In Seattle, likewise, the same tendency was at work last week. There was announced the merger of three banks. First National, Dexter Horton National, Seattle National. This merger, with $10,000,000 of capital surplus and undivided profits, will have total resources of over $119,000,000. What is more it will have a $2,000,000 securities company, with a name that could only be more imposing if written in the German fashion: First-seattledexterhortonsecuritiescompany. But Seattle is a city two and one-fourth times as large as Des Moines, and its achievement is of a different calibre.

Des Moines is a city of a few dozen men. They operate its dozen banks (total resources $80,000,000), its 43 life, fire and casualty insurance companies (total assets $209,684,400), its 400 manufacturing establishments,* its newspapers, national magazines (Meredith Better Homes & Gardens [circulation 1,000,000] and Successful Farming [circulation 1,000,000]), its five department stores (Younkers, notable)--all the means which the Des Moines trade area of 1,000,000 people need for their business. Most of the men who control all this business are on the directorate of the new bank.

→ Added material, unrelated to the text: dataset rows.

// crates/pdo-exchange/tests/simulator/mod.rs
pub mod interface;

pub use interface::SimulatedTransport;

use pdo_exchange::hal::TransportError;
use pdo_exchange::od::{DataType, PdoMapping, RegisterDescriptor, RegisterTable};
use pdo_exchange::pdo::FrameLayout;
use pdo_exchange::types::{DeviceState, RegisterId};
use std::sync::{Arc, Mutex, MutexGuard};
use std::thread;
use std::time::{Duration, Instant};

pub const NODE: u16 = 1;

/// Position actual value, 4 bytes, input.
pub fn position() -> RegisterId {
    RegisterId::object(NODE, 0x6064, 0)
}

/// Status word, 2 bytes, input.
pub fn status_word() -> RegisterId {
    RegisterId::object(NODE, 0x6041, 0)
}

/// Target position, 4 bytes, output.
pub fn target_position() -> RegisterId {
    RegisterId::object(NODE, 0x607A, 0)
}

/// Device name, configuration only.
pub fn device_name() -> RegisterId {
    RegisterId::object(NODE, 0x1008, 0)
}

/// Dictionary of the simulated drive.
pub fn drive_dictionary() -> RegisterTable {
    RegisterTable::new()
        .with(
            position(),
            RegisterDescriptor::new("CL_POS_FBK_VALUE", DataType::Integer32, PdoMapping::Tx),
        )
        .with(
            status_word(),
            RegisterDescriptor::new("DRV_STATE_STATUS", DataType::Unsigned16, PdoMapping::Tx),
        )
        .with(
            target_position(),
            RegisterDescriptor::new("CL_POS_SET_POINT_VALUE", DataType::Integer32, PdoMapping::Rx),
        )
        .with(
            device_name(),
            RegisterDescriptor::new("DRV_ID_NAME", DataType::OctetString(8), PdoMapping::No),
        )
}

/// State of the virtual device behind a [`SimulatedTransport`].
#[derive(Debug)]
pub struct DeviceModel {
    pub state: DeviceState,
    /// Input image as last produced by the device.
    pub inputs: Vec<u8>,
    /// Every output image written by the engine, in order.
    pub outputs_written: Vec<Vec<u8>>,
    pub exchanges_ok: u64,
    pub exchanges_failed: u64,
    /// While set, every exchange fails with this error.
    pub failure: Option<TransportError>,
    pub exchange_delay: Duration,
    pub reject_operational: bool,
    pub max_watchdog: Option<Duration>,
    pub configured_watchdog: Option<Duration>,
    pub applied_mapping: Option<FrameLayout>,
    /// Packed mapping object values of the input image, in frame order.
    pub input_mapping: Vec<u64>,
    pub output_mapping: Vec<u64>,
    pub operational_requests: Vec<bool>,
}

impl Default for DeviceModel {
    fn default() -> Self {
        Self {
            state: DeviceState::PreOperational,
            inputs: Vec::new(),
            outputs_written: Vec::new(),
            exchanges_ok: 0,
            exchanges_failed: 0,
            failure: None,
            exchange_delay: Duration::ZERO,
            reject_operational: false,
            max_watchdog: None,
            configured_watchdog: None,
            applied_mapping: None,
            input_mapping: Vec::new(),
            output_mapping: Vec::new(),
            operational_requests: Vec::new(),
        }
    }
}

/// Test-side access to a running [`SimulatedTransport`].
#[derive(Clone)]
pub struct SimulatorHandle {
    model: Arc<Mutex<DeviceModel>>,
}

impl SimulatorHandle {
    pub fn model(&self) -> MutexGuard<'_, DeviceModel> {
        self.model.lock().unwrap()
    }

    /// Makes every following exchange fail (or succeed again with `None`).
    pub fn set_failure(&self, failure: Option<TransportError>) {
        self.model().failure = failure;
    }

    /// Changes the device state behind the engine's back.
    pub fn set_state(&self, state: DeviceState) {
        self.model().state = state;
    }

    /// Writes fixed bytes into the device's input image.
    pub fn write_input(&self, offset: usize, bytes: &[u8]) {
        let mut model = self.model();
        let end = offset + bytes.len();
        if model.inputs.len() < end {
            model.inputs.resize(end, 0);
        }
        model.inputs[offset..end].copy_from_slice(bytes);
    }

    pub fn exchanges_ok(&self) -> u64 {
        self.model().exchanges_ok
    }

    pub fn outputs_written(&self) -> Vec<Vec<u8>> {
        self.model().outputs_written.clone()
    }
}

/// Creates a transport and the handle that scripts it.
pub fn simulated_drive(max_input_bytes: usize, max_output_bytes: usize) -> (SimulatedTransport, SimulatorHandle) {
    let model = Arc::new(Mutex::new(DeviceModel::default()));
    let transport = SimulatedTransport::new(Arc::clone(&model), max_input_bytes, max_output_bytes);
    (transport, SimulatorHandle { model })
}

pub fn init_logger() {
    let _ = env_logger::builder().is_test(true).try_init();
}

/// Polls `condition` until it holds or `timeout` elapses.
pub fn wait_for(timeout: Duration, mut condition: impl FnMut() -> bool) -> bool {
    let deadline = Instant::now() + timeout;
    while Instant::now() < deadline {
        if condition() {
            return true;
        }
        thread::sleep(Duration::from_millis(2));
    }
    condition()
}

Directors will include the Hubbells, richest Iowa family after the Maytags (washing machines) of nearby Newton. The Hubbells own the $100,000,000 Equitable Life Insurance Co. of Iowa, and $15,000,000 to $20,000,000 of Des Moines real estate. Connecticut-born, lawyer-trained Frederick Marion Hubbells, 90, is head of the family. He acts as chairman of the insurance company. Two much younger Hubbells, Fred and Jim, financed and starred on the Des Moines polo team for several years.

Chairman of the new bank is to be Louis Charles Kurtz, 62, jocularly called a tinner because he learned that trade in his father's wholesale hardware, plumbing and heating supplies company. To him was left the responsibility for a bank when its president went off to work for the famed Chicago Banker-Brothers Reynolds, who were also onetime Des Moines bankers.

Active head of the new bank will be Clyde Edward Brenton, 61. The Brentons are an old Iowa banking family, with homestead at Dallas Center, 24 miles west of Des Moines. The late William Henry Brenton founded a private bank at Dallas Center, and extended it into a chain. He also acquired Iowa farm land. When he died his sons inherited the banks and 10,000 acres of land. Clyde Brenton has no children of his own, so he adopted Harold, his nephew, who, now 30, married and father of two children, is the sole heir to the Brenton fortune. Harold's hobby is the Iowa Young Men's Christian Association. He is to be vice president of the new bank, his father the president.

* Notable: Armand's Powder, Chamberlain Medicine, Hawkeye Portland Cement, Rollins Hosiery, Green Colonial Furnace, Falcon Milling, Sheuerman Woolen Mills. Old Golden Coffee & Spices, Standard Biscuit, Waterbury Chemical.